In some example embodiments, when a plurality of candidates of the source code words are found in the pattern table information, the source code words having a large similarity may be selected from the plurality of candidates of the source code words by considering a length of the data pattern and the weight value.

In some example embodiments, the writing may comprises when the data pattern is not registered in the pattern table information, writing the target code words to the memory device; when the data pattern is registered in the pattern table information, performing delta-encoding on the target code words based on the source code words to obtain the delta-encoded information; and/or writing the delta-encoded information to the memory device.

In some example embodiments, the method may further comprise, when the data pattern is not registered in the pattern table information, registering the data pattern in the pattern table information.

In some example embodiments, when the delta-encoded information is written to the memory device, the data pattern that is used to search for the source code words may not be registered in the pattern table information.

In some example embodiments, the method may further comprise calculating a compression ratio of the target data. When the compression ratio is equal to or greater than a first threshold value, the target code words may be stored in the memory device without performing the delta-encoding.

In some example embodiments, the method may further comprise calculating a match rate of the target code words and the source code words. When the match rate is less than a second threshold value, the target code words may be stored in the memory device.

In some example embodiments, the method may further comprise detecting a file format of the target data. When the file format of the target data is included in a range of an initially set file format, the target code words are stored in the memory device without performing the delta-encoding.
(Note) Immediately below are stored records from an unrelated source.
//! Repository handle

use std::path::{Path, PathBuf};

use git2::{DescribeFormatOptions, DescribeOptions, ErrorCode, Repository};
use tracing::{debug, instrument};

use shiplog_core::error::GitError;

/// Result type for git operations
pub type Result<T> = std::result::Result<T, GitError>;

/// An opened repository and its working directory
pub struct GitRepo {
    pub(crate) repo: Repository,
    path: PathBuf,
}

impl GitRepo {
    /// Open the repository rooted exactly at `path`
    #[instrument(fields(path = %path.display()))]
    pub fn open(path: &Path) -> Result<Self> {
        let repo = Repository::open(path)
            .map_err(|e| open_error(e, GitError::RepositoryNotFound(path.to_path_buf())))?;
        Ok(Self::wrap(repo))
    }

    /// Open the repository containing `start_path`
    #[instrument(fields(start_path = %start_path.display()))]
    pub fn discover(start_path: &Path) -> Result<Self> {
        let repo = Repository::discover(start_path)
            .map_err(|e| open_error(e, GitError::NotARepository(start_path.to_path_buf())))?;
        Ok(Self::wrap(repo))
    }

    fn wrap(repo: Repository) -> Self {
        let path = repo.workdir().unwrap_or_else(|| repo.path()).to_path_buf();
        debug!(path = %path.display(), "repository opened");
        Self { repo, path }
    }

    /// Working directory, or the git dir of a bare repository
    pub fn path(&self) -> &Path {
        &self.path
    }

    /// Nearest tag reachable from HEAD, if any
    pub fn latest_tag(&self) -> Result<Option<String>> {
        let mut opts = DescribeOptions::new();
        opts.describe_tags();

        let describe = match self.repo.describe(&opts) {
            Ok(d) => d,
            Err(e) if e.code() == ErrorCode::NotFound => return Ok(None),
            Err(e) => return Err(e.into()),
        };

        let mut format = DescribeFormatOptions::new();
        format.abbreviated_size(0);
        let tag = describe.format(Some(&format))?;
        debug!(tag = %tag, "latest tag");
        Ok(Some(tag))
    }
}

fn open_error(err: git2::Error, missing: GitError) -> GitError {
    if err.code() == ErrorCode::NotFound {
        missing
    } else {
        GitError::OpenFailed(err.to_string())
    }
}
In some example embodiments, the compressed target code words may indicate a repeated data pattern expressed in a form of (offset, length), the delta-encoded information may indicate a common data pattern between the target code words and the source code words expressed in a form of (flag, offset, length), and/or the flag may indicate the existence of a source file.

In some example embodiments, the initially set compression algorithm may comprise a Lempel-Ziv-Storer-Szymanski (LZSS) algorithm.

In some example embodiments, a storage device may comprise a memory device that stores information; and/or a memory controller that performs a process of generating target code words by compressing target data by using an initially set compression algorithm during a write operation performed on the target data, and storing in the memory device the target code words according to a data pattern that is repeated in the target code words or storing in the memory device delta-encoded information that is obtained by performing delta-encoding on the target code words based on source code words including the data pattern.

In some example embodiments, the memory controller may comprise a volatile memory unit that temporarily stores mapping table information and pattern table information; a compressor that inputs the target data and outputs the target code words that are obtained by compressing the target data by using the initially set compression algorithm; and/or a control unit that performs a process of extracting the data pattern when the data pattern is registered in the pattern table information, performing delta-encoding on the target code words to obtain delta-encoded information and writing to the memory device the delta-encoded information based on the source code words read from the memory device by using the pattern table information, and when the data pattern is not registered in the pattern table information, registering in the pattern table information the data pattern and writing the target code words to the memory device.

In some example embodiments, a method of compressing and storing data may comprise generating target code words by compressing target data to be stored in a memory device by using an initially set compression algorithm; and/or storing in the memory device the target code words according to a data pattern that is repeated in the target code words.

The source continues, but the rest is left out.